These are challenging times for Chipotle Mexican Grill (NYSE:CMG) investors. The former market darling has been getting smacked around in recent weeks as E. coli reports expand, culminating in Chipotle itself hosing down its guidance late last week.
It was bound to happen. You don't make customers sick and get to keep winning. We live in a world of awareness thanks to the Internet in general and social media in particular. The same tools that were used by folks to turn a cult fave into a mainstream juggernaut can also cut the other way.
There have been a lot of people rallying around the stock as the negative reports mount. They've been arguing that you should buy on the dip, but if they've been ringing the dinner bell all the way down can you really trust them now?
I'm not one of them. I'm the one who walked into a practically empty Chipotle on an early weekday evening three weeks ago, snapped a picture of the queue-less burrito roller, and asked if this perhaps wasn't a buying opportunity.
"If comps ultimately prove mortal by the time that the market darling reports fourth-quarter results early next year, it will prove that I wasn't just seeing things in an odd fluke of an experience last night," I wrote at the time.
The stock has gone on to surrender another 11% of its value since then, and is now trading 28.5% below its summertime peak. It turns out that I didn't have to wait for that quarterly report. Chipotle itself warned that comps would be negative for the holiday quarter at the end of trading last week.
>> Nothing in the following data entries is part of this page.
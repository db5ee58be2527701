//! Medizap 前端应用
//!
//! 采用 Context-Driven 的架构：
//! - `web::firebase` 及其适配器：实现核心库的存储与身份接口
//! - `web::router`: 路由服务，把会话与资料信号接到核心库的守卫上
//! - `auth` / `feed` / `api`: 响应式上下文
//! - `components`: UI 组件层

mod api;
mod auth;
mod components {
    pub mod add_reminder_dialog;
    pub mod dashboard;
    pub mod dashboard_home;
    pub mod home;
    pub mod login;
    pub mod profile;
    pub mod reminders;
}
mod feed;
mod serde_helper;

use crate::api::ApiContext;
use crate::auth::provide_auth;
use crate::components::dashboard::DashboardLayout;
use crate::components::dashboard_home::DashboardHome;
use crate::components::home::{HomePage, SectionPage};
use crate::components::login::LoginPage;
use crate::components::profile::ProfilePage;
use crate::components::reminders::RemindersPage;

use leptos::prelude::*;
use medizap::{AppConfig, AppRoute, GateDecision};
use wasm_bindgen::JsCast;
use wasm_bindgen::closure::Closure;

// 原生 Web API 与 Firebase SDK 封装
pub(crate) mod web {
    mod env;
    pub mod firebase;
    pub mod firestore;
    pub mod http;
    pub mod identity;
    pub mod logger;
    pub mod router;
    pub mod storage;
    mod timer;

    pub use env::BuildEnv;
    pub use timer::Interval;
}

use web::firebase::FirebaseApp;
use web::router::{Router, RouterOutlet, use_router};

/// 顶层画面：仪表盘布局在子页面之间保持挂载
#[derive(Debug, Clone, PartialEq)]
enum Screen {
    Loading,
    Page(AppRoute),
    Dashboard,
}

/// 公开页面匹配函数
fn public_page(route: AppRoute) -> AnyView {
    match route {
        AppRoute::Login => view! { <LoginPage /> }.into_any(),
        _ => view! { <HomePage /> }.into_any(),
    }
}

/// 仪表盘子页面匹配函数
fn dashboard_page(route: AppRoute) -> AnyView {
    match route {
        AppRoute::Dashboard => view! { <DashboardHome /> }.into_any(),
        AppRoute::Profile => view! { <ProfilePage /> }.into_any(),
        AppRoute::Reminders => view! { <RemindersPage /> }.into_any(),
        AppRoute::Section(name) => view! { <SectionPage name=name /> }.into_any(),
        // 离开仪表盘的瞬间，外层画面随后切换
        _ => ().into_any(),
    }
}

#[component]
fn LoadingScreen() -> impl IntoView {
    view! {
        <div class="flex flex-col items-center justify-center min-h-screen bg-base-200 gap-4">
            <span class="loading loading-spinner loading-lg text-primary"></span>
            <p class="text-base-content/70">"Authenticating user..."</p>
        </div>
    }
}

#[component]
fn Screens() -> impl IntoView {
    let router = use_router();
    let screen = Memo::new(move |_| match router.gate().get() {
        GateDecision::Allow => {
            let route = router.current_route().get();
            if route.requires_auth() {
                Screen::Dashboard
            } else {
                Screen::Page(route)
            }
        }
        _ => Screen::Loading,
    });

    move || match screen.get() {
        Screen::Loading => view! { <LoadingScreen /> }.into_any(),
        Screen::Page(route) => public_page(route),
        Screen::Dashboard => view! {
            <DashboardLayout>
                <RouterOutlet matcher=dashboard_page />
            </DashboardLayout>
        }
        .into_any(),
    }
}

#[component]
pub fn App(app: FirebaseApp, config: AppConfig) -> impl IntoView {
    // 1. 会话与资料检查上下文
    let (session, profile) = provide_auth(&app, config.profile_failure_policy);

    // 2. 下游服务与 Firebase 句柄
    provide_context(ApiContext::new(&config.api_base_url, session));
    provide_context(StoredValue::new_local(app));

    // 3. 路由器：注入会话与资料信号实现守卫
    view! {
        <Router session=session.state_signal() profile=profile.check_signal()>
            <Screens />
        </Router>
    }
}

#[component]
fn ConfigErrorPage(message: String) -> impl IntoView {
    view! {
        <div class="flex items-center justify-center min-h-screen bg-base-200">
            <div role="alert" class="alert alert-error max-w-lg">
                <span>"Medizap could not start: " {message}</span>
            </div>
        </div>
    }
}

/// 页面卸载时释放 Firebase 连接
fn register_shutdown(app: &FirebaseApp) {
    let app = app.clone();
    let on_hide = Closure::once_into_js(move || app.shutdown());
    if let Some(window) = web_sys::window() {
        let _ = window.add_event_listener_with_callback("pagehide", on_hide.unchecked_ref());
    }
}

/// 读取配置、初始化 Firebase 并挂载应用
pub fn start() {
    // 先以默认级别安装，配置解析时的警告也能输出
    web::logger::init(log::LevelFilter::Info);
    let config = AppConfig::from_source(&web::BuildEnv);
    web::logger::init(config.log_level);

    let app = match config.validate().and_then(|()| FirebaseApp::initialize(&config)) {
        Ok(app) => app,
        Err(e) => {
            log::error!(target: "medizap::config", "Startup failed: {}", e);
            let message = e.message().to_string();
            mount_to_body(move || view! { <ConfigErrorPage message=message /> });
            return;
        }
    };

    register_shutdown(&app);
    mount_to_body(move || view! { <App app=app config=config /> });
}
use leptos::html;
use leptos::prelude::*;

use crate::web::firebase::{FirebaseApp, SignInUi};

/// 登录页：挂载托管登录界面，登录后的跳转由路由守卫负责
#[component]
pub fn LoginPage() -> impl IntoView {
    let app = use_context::<StoredValue<FirebaseApp, LocalStorage>>()
        .expect("FirebaseApp should be provided");
    let container = NodeRef::<html::Div>::new();
    let ui_shown = RwSignal::new(false);
    let error_msg = RwSignal::new(Option::<String>::None);
    let sign_in_ui = StoredValue::new_local(Option::<SignInUi>::None);

    Effect::new(move |_| {
        let Some(el) = container.get() else {
            return;
        };
        if sign_in_ui.with_value(Option::is_some) {
            return;
        }
        match app.with_value(|app| app.start_sign_in_ui(&el)) {
            Ok(ui) => {
                sign_in_ui.set_value(Some(ui));
                ui_shown.set(true);
            }
            Err(e) => {
                log::error!(target: "medizap::session", "Failed to start sign-in UI: {}", e);
                error_msg.set(Some(e.message().to_string()));
            }
        }
    });

    on_cleanup(move || {
        // drop 时重置界面
        sign_in_ui.try_update_value(|ui| ui.take());
    });

    view! {
        <div class="hero min-h-screen bg-base-200">
            <div class="hero-content flex-col lg:flex-row w-full max-w-4xl gap-10">
                <div class="text-center lg:text-left flex-1">
                    <h1 class="text-4xl font-bold">"Welcome to Medizap"</h1>
                    <p class="py-4 text-base-content/70">
                        "Your comprehensive platform for modern healthcare management."
                    </p>
                </div>

                <div class="card shrink-0 w-full max-w-md shadow-2xl bg-base-100">
                    <div class="card-body">
                        <h2 class="card-title">"Sign In"</h2>
                        <p class="text-sm text-base-content/70">
                            "Please use your preferred method to access your dashboard."
                        </p>
                        <Show when=move || error_msg.get().is_some()>
                            <div role="alert" class="alert alert-error text-sm py-2">
                                <span>{move || error_msg.get().unwrap_or_default()}</span>
                            </div>
                        </Show>
                        <Show when=move || !ui_shown.get() && error_msg.get().is_none()>
                            <div class="flex items-center gap-2 text-sm">
                                <span class="loading loading-spinner loading-sm"></span>
                                "Loading authentication UI..."
                            </div>
                        </Show>
                        <div id="firebaseui-auth-container" node_ref=container></div>
                    </div>
                </div>
            </div>
        </div>
    }
}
It's awfully tempting to say that this news will come and go. Chipotle will lick the E. coli scare and the assembly lines across its 1,931 units will be buzzing again. Well, it's never quite as easy as that. Customers don't just come back. A brand doesn't miraculously bounce back right away unless Chipotle's found a way to wedge amnesia pills into the barbacoa.
Analysts don't think that the pessimism will lift quickly. Their forecasts since Friday's bombshell have naturally taken a hit for the current quarter, but 2016 has also been marked down. Wall Street pros now see Chipotle earning just $16.99 a share next year. That is 14% lower than where they were perched a week ago and 18% behind where they were when the stock was hitting fresh all-time highs in August. The stock has taken a big hit, but it's not as if the forward earnings multiple has followed suit.
That's the rub for assessing when the ideal time to is to take advantage of the markdown to either initiate a position (lucky you) or add to an existing position (godspeed). Chipotle isn't that much cheaper on a forward earnings valuation basis than it was a few months ago, and it's actually more expensive on that front than it was a week ago. The stock has taken it on the carnitas chin, but it's still fetching 32 times next year's reduced profit target. That's a bit rich for a company that's now only expected to grow its sales and earnings per share by just 10% and 8%, respectively, next year.
However, I'm changing my tune to say that there's a compelling case to be made for buying back now, just as many of the bulls that have been burned on the way down are starting to lose their faith. It's not just the contrarian in me. Chipotle remains an elite player. The ironic "food with integrity" mantra is gnawing on the brand at the moment, but it may not be long before the negative headlines turn into folks feeling that now is an ideal time to eat at Chipotle because the lines are theoretically shorter. That becomes a self-fulfilling prophecy. That's the way "stellar" gets its groove back. The next few weeks and quarters may not be easy, but this isn't a knockout blow to Chipotle. The sell-off has finally gotten to the point where it's overdone.
"I am concerned that most bulls are merely dismissing the recent E. coli outbreak as a way to lock up a classic growth stock at a discount -- without considering that there may be real ramifications," wrote last month. Well, after another double-digit percentage hit to the stock, I've fallen into the camp of those that now see this as a way to "lock up a classic growth stock at a discount" but I am considering the real ramifications. Chipotle will bounce back; now it's just a matter of when that will happen.